The differences of reproductive processes at molecular levels between the viviparous and oviparous animals are still unclear, and in the oviparous animal, the locations to synthetize sex hormones and also the trends to enrich sex hormones during follicle development are different from that of viviparous animals. To explore the commonalities (key factors for follicular development) and individualities (factors that cause differences among species) in the follicular development of viviparous and oviparous animals, we compared the similarities and differences in follicle development between viviparous and oviparous animals in terms of transcriptome and super-enhancer-based transcriptional regulation, using humans, bovines, and mice as representatives of viviparous animals and chickens, for oviparous animals.

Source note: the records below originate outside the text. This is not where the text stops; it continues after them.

//! Core traits and types for seqops.
//!
//! This module defines:
//! - [`OrderedSequence`]: The trait a container implements to be reordered by the algorithms.
//! - [`Traversal`]: The index-vs-cursor strategy selected per call.
//! - The size thresholds driving that selection.

use crate::error::{Result, SeqError};
use std::collections::{LinkedList, VecDeque};

/// Below this size `binary_search` always probes by index.
pub const BINARY_SEARCH_THRESHOLD: usize = 5000;
pub const REVERSE_THRESHOLD: usize = 5;
pub const SHUFFLE_THRESHOLD: usize = 5;
pub const FILL_THRESHOLD: usize = 5;
pub const ROTATE_THRESHOLD: usize = 5;
pub const COPY_THRESHOLD: usize = 5;
pub const REPLACE_ALL_THRESHOLD: usize = 5;

/// A mutable, indexable, size-bounded sequence.
///
/// The algorithms in [`crate::algo`] borrow a sequence for the duration of a
/// call and never change its length. Two access paths are offered:
///
/// - **Indexed**: [`get`](Self::get), [`set`](Self::set) and [`swap`](Self::swap).
/// - **Cursor**: [`values`](Self::values) and [`values_mut`](Self::values_mut), which walk
///   the sequence from both ends at once.
///
/// Containers whose indexed access is not O(1) (linked lists, ropes, paged
/// storage) should report `false` from
/// [`supports_random_access`](Self::supports_random_access). Large inputs are
/// then handled through the cursors, keeping every operation linear.
///
/// A sequence that rejects element replacement returns
/// [`SeqError::UnsupportedMutation`] from [`values_mut`](Self::values_mut);
/// the default [`set`](Self::set) and [`swap`](Self::swap) inherit that.
///
/// # Examples
///
/// Implementing for a custom struct:
///
/// ```
/// use seqops::core::OrderedSequence;
/// use seqops::Result;
///
/// struct Playlist {
///     tracks: Vec<String>,
/// }
///
/// impl OrderedSequence for Playlist {
///     type Item = String;
///     type Values<'a> = std::slice::Iter<'a, String>;
///     type ValuesMut<'a> = std::slice::IterMut<'a, String>;
///
///     fn len(&self) -> usize {
///         self.tracks.len()
///     }
///
///     fn get(&self, index: usize) -> Option<&String> {
///         self.tracks.get(index)
///     }
///
///     fn values(&self) -> Self::Values<'_> {
///         self.tracks.iter()
///     }
///
///     fn values_mut(&mut self) -> Result<Self::ValuesMut<'_>> {
///         Ok(self.tracks.iter_mut())
///     }
/// }
///
/// let mut playlist = Playlist { tracks: vec!["b".into(), "a".into()] };
/// seqops::sort(&mut playlist).unwrap();
/// assert_eq!(playlist.tracks, vec!["a", "b"]);
/// ```
pub trait OrderedSequence {
    /// Element type.
    type Item;

    /// Shared cursor over the elements, front to back.
    type Values<'a>: DoubleEndedIterator<Item = &'a Self::Item> + ExactSizeIterator + Clone
    where
        Self: 'a;

    /// Mutable cursor over the elements, front to back.
    type ValuesMut<'a>: DoubleEndedIterator<Item = &'a mut Self::Item> + ExactSizeIterator
    where
        Self: 'a;

    /// Returns the number of elements.
    fn len(&self) -> usize;

    /// Returns `true` if the sequence has no elements.
    fn is_empty(&self) -> bool {
        self.len() == 0
    }

    /// Returns the element at `index`, or `None` if out of bounds.
    fn get(&self, index: usize) -> Option<&Self::Item>;

    /// Returns a shared cursor over the elements.
    fn values(&self) -> Self::Values<'_>;

    /// Returns a mutable cursor over the elements.
    ///
    /// # Errors
    ///
    /// [`SeqError::UnsupportedMutation`] if the sequence rejects element replacement.
    fn values_mut(&mut self) -> Result<Self::ValuesMut<'_>>;

    /// Whether [`get`](Self::get) and [`set`](Self::set) run in constant time.
    fn supports_random_access(&self) -> bool {
        true
    }

    /// Exposes the elements as one contiguous slice, if the storage allows it.
    ///
    /// Implementations rejecting element replacement must return `None`.
    fn contiguous_mut(&mut self) -> Option<&mut [Self::Item]> {
        None
    }

    /// Replaces the element at `index`, returning the previous value.
    ///
    /// # Errors
    ///
    /// [`SeqError::IndexOutOfBounds`] if `index >= len()`, or
    /// [`SeqError::UnsupportedMutation`] if the sequence rejects replacement.
    fn set(&mut self, index: usize, value: Self::Item) -> Result<Self::Item> {
        let len = self.len();
        check_index(index, len)?;
        let slot = self
            .values_mut()?
            .nth(index)
            .ok_or(SeqError::IndexOutOfBounds { index, len })?;
        Ok(std::mem::replace(slot, value))
    }

    /// Exchanges the elements at `i` and `j`.
    ///
    /// Both indices are checked before anything is touched. `i == j` is a
    /// no-op that succeeds even on a sequence rejecting replacement.
    fn swap(&mut self, i: usize, j: usize) -> Result<()> {
        let len = self.len();
        check_index(i, len)?;
        check_index(j, len)?;
        if i == j {
            return Ok(());
        }

        let (lo, hi) = if i < j { (i, j) } else { (j, i) };
        let mut values = self.values_mut()?;
        let missing = SeqError::IndexOutOfBounds { index: hi, len };
        let first = values.nth(lo).ok_or_else(|| missing.clone())?;
        let second = values.nth(hi - lo - 1).ok_or(missing)?;
        std::mem::swap(first, second);
        Ok(())
    }
}

/// Fails with [`SeqError::IndexOutOfBounds`] unless `index < len`.
#[inline]
pub(crate) fn check_index(index: usize, len: usize) -> Result<()> {
    if index < len {
        Ok(())
    } else {
        Err(SeqError::IndexOutOfBounds { index, len })
    }
}

/// How an operation walks a sequence.
#[derive(Clone, Copy, Debug, PartialEq, Eq)]
pub enum Traversal {
    /// Positional `get`/`set`/`swap`.
    Indexed,
    /// Front and back cursors over [`OrderedSequence::values_mut`].
    Cursor,
}

impl Traversal {
    /// Picks [`Traversal::Indexed`] for short or random-access sequences.
    pub fn select<S: OrderedSequence + ?Sized>(seq: &S, threshold: usize) -> Self {
        if seq.len() < threshold || seq.supports_random_access() {
            Traversal::Indexed
        } else {
            Traversal::Cursor
        }
    }
}

impl<T> OrderedSequence for [T] {
    type Item = T;
    type Values<'a>
        = std::slice::Iter<'a, T>
    where
        Self: 'a;
    type ValuesMut<'a>
        = std::slice::IterMut<'a, T>
    where
        Self: 'a;

    fn len(&self) -> usize {
        <[T]>::len(self)
    }

    fn get(&self, index: usize) -> Option<&T> {
        <[T]>::get(self, index)
    }

    fn values(&self) -> Self::Values<'_> {
        self.iter()
    }

    fn values_mut(&mut self) -> Result<Self::ValuesMut<'_>> {
        Ok(self.iter_mut())
    }

    fn contiguous_mut(&mut self) -> Option<&mut [T]> {
        Some(self)
    }

    fn set(&mut self, index: usize, value: T) -> Result<T> {
        let len = <[T]>::len(self);
        let slot = <[T]>::get_mut(self, index).ok_or(SeqError::IndexOutOfBounds { index, len })?;
        Ok(std::mem::replace(slot, value))
    }

    fn swap(&mut self, i: usize, j: usize) -> Result<()> {
        let len = <[T]>::len(self);
        check_index(i, len)?;
        check_index(j, len)?;
        <[T]>::swap(self, i, j);
        Ok(())
    }
}

// Explicit Vec impl to improve ergonomics (avoiding .as_mut_slice()).
impl<T> OrderedSequence for Vec<T> {
    type Item = T;
    type Values<'a>
        = std::slice::Iter<'a, T>
    where
        Self: 'a;
    type ValuesMut<'a>
        = std::slice::IterMut<'a, T>
    where
        Self: 'a;

    fn len(&self) -> usize {
        Vec::len(self)
    }

    fn get(&self, index: usize) -> Option<&T> {
        <[T] as OrderedSequence>::get(self, index)
    }

    fn values(&self) -> Self::Values<'_> {
        self.iter()
    }

    fn values_mut(&mut self) -> Result<Self::ValuesMut<'_>> {
        Ok(self.iter_mut())
    }

    fn contiguous_mut(&mut self) -> Option<&mut [T]> {
        Some(self.as_mut_slice())
    }

    fn set(&mut self, index: usize, value: T) -> Result<T> {
        <[T] as OrderedSequence>::set(self, index, value)
    }

    fn swap(&mut self, i: usize, j: usize) -> Result<()> {
        <[T] as OrderedSequence>::swap(self, i, j)
    }
}

// Ring buffer with O(1) indexing; sorted through make_contiguous.
impl<T> OrderedSequence for VecDeque<T> {
    type Item = T;
    type Values<'a>
        = std::collections::vec_deque::Iter<'a, T>
    where
        Self: 'a;
    type ValuesMut<'a>
        = std::collections::vec_deque::IterMut<'a, T>
    where
        Self: 'a;

    fn len(&self) -> usize {
        VecDeque::len(self)
    }

    fn get(&self, index: usize) -> Option<&T> {
        VecDeque::get(self, index)
    }

    fn values(&self) -> Self::Values<'_> {
        self.iter()
    }

    fn values_mut(&mut self) -> Result<Self::ValuesMut<'_>> {
        Ok(self.iter_mut())
    }

    fn contiguous_mut(&mut self) -> Option<&mut [T]> {
        Some(self.make_contiguous())
    }

    fn set(&mut self, index: usize, value: T) -> Result<T> {
        let len = VecDeque::len(self);
        let slot = VecDeque::get_mut(self, index).ok_or(SeqError::IndexOutOfBounds { index, len })?;
        Ok(std::mem::replace(slot, value))
    }

    fn swap(&mut self, i: usize, j: usize) -> Result<()> {
        let len = VecDeque::len(self);
        check_index(i, len)?;
        check_index(j, len)?;
        VecDeque::swap(self, i, j);
        Ok(())
    }
}

// Positional access walks the list, so large lists take the cursor paths.
impl<T> OrderedSequence for LinkedList<T> {
    type Item = T;
    type Values<'a>
        = std::collections::linked_list::Iter<'a, T>
    where
        Self: 'a;
    type ValuesMut<'a>
        = std::collections::linked_list::IterMut<'a, T>
    where
        Self: 'a;

    fn len(&self) -> usize {
        LinkedList::len(self)
    }

    fn get(&self, index: usize) -> Option<&T> {
        self.iter().nth(index)
    }

    fn values(&self) -> Self::Values<'_> {
        self.iter()
    }

    fn values_mut(&mut self) -> Result<Self::ValuesMut<'_>> {
        Ok(self.iter_mut())
    }

    fn supports_random_access(&self) -> bool {
        false
    }
}
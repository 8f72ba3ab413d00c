use criterion::{BatchSize, Criterion, Throughput, criterion_group, criterion_main};
use rand::Rng;
use seqops::prelude::*;
use std::hint::black_box;
use std::time::Duration;

fn bench_1m_strings(c: &mut Criterion) {
    let mut group = c.benchmark_group("1M Strings");
    group.sample_size(10);
    group.measurement_time(Duration::from_secs(90)); // Increase time for large sort setup overhead

    // Dataset generation
    let mut rng = rand::rng();
    let count = 1_000_000;

    let random_strings: Vec<String> = (0..count)
        .map(|_| {
            let len = rng.random_range(8..24);
            (0..len).map(|_| rng.random::<char>()).collect()
        })
        .collect();

    let total_bytes: usize = random_strings.iter().map(|s| s.len()).sum();
    group.throughput(Throughput::Bytes(total_bytes as u64));

    group.bench_function("seqops::sort", |b| {
        b.iter_batched(
            || random_strings.clone(),
            |mut data| sort(black_box(&mut data)),
            BatchSize::LargeInput,
        )
    });

    group.bench_function("seqops::shuffle", |b| {
        b.iter_batched(
            || random_strings.clone(),
            |mut data| shuffle(black_box(&mut data)),
            BatchSize::LargeInput,
        )
    });

    // Std Sort (Stable)
    group.bench_function("slice::sort (stable)", |b| {
        b.iter_batched(
            || random_strings.clone(),
            |mut data| data.sort(),
            BatchSize::LargeInput,
        )
    });

    group.finish();
}

criterion_group!(benches, bench_1m_strings);
criterion_main!(benches);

It was found that follicle development in molecular terms tended to be more conservative between viviparous and oviparous animals. Estrogen receptors and androgen receptors occupied central positions in the transcriptional regulatory networks of viviparous and oviparous animals respectively, which may be related with differences in the synthesis and secretion of sex hormones between oviparous and viviparous animals. The role of androgen receptors in chicken follicle development was verified through cell level and field experiments. Our study would facilitate to extend existing results of follicle development in viviparous animals to oviparous animals, and our results emphasized the importance of the androgen receptor in chicken follicle development. Comparative analysis among different species in follicle development will help us to gain insight on the mechanisms of follicle development. Tissues in three follicle development stages (syf 6mm, F5, F1) from granulosa cell layer and theca cell layer from hens (3 biological replicates) of blank (NC), 15 mg bicalutamide (bic 15 mg), and 100 mg mestanolone (mes 100 mg) were sent to Novogene Co., Ltd. (Beijing, China) for RNA extraction, library construction, and sequencing. All samples performed paired-end 150 bp sequencing on the Illumina Nova platform.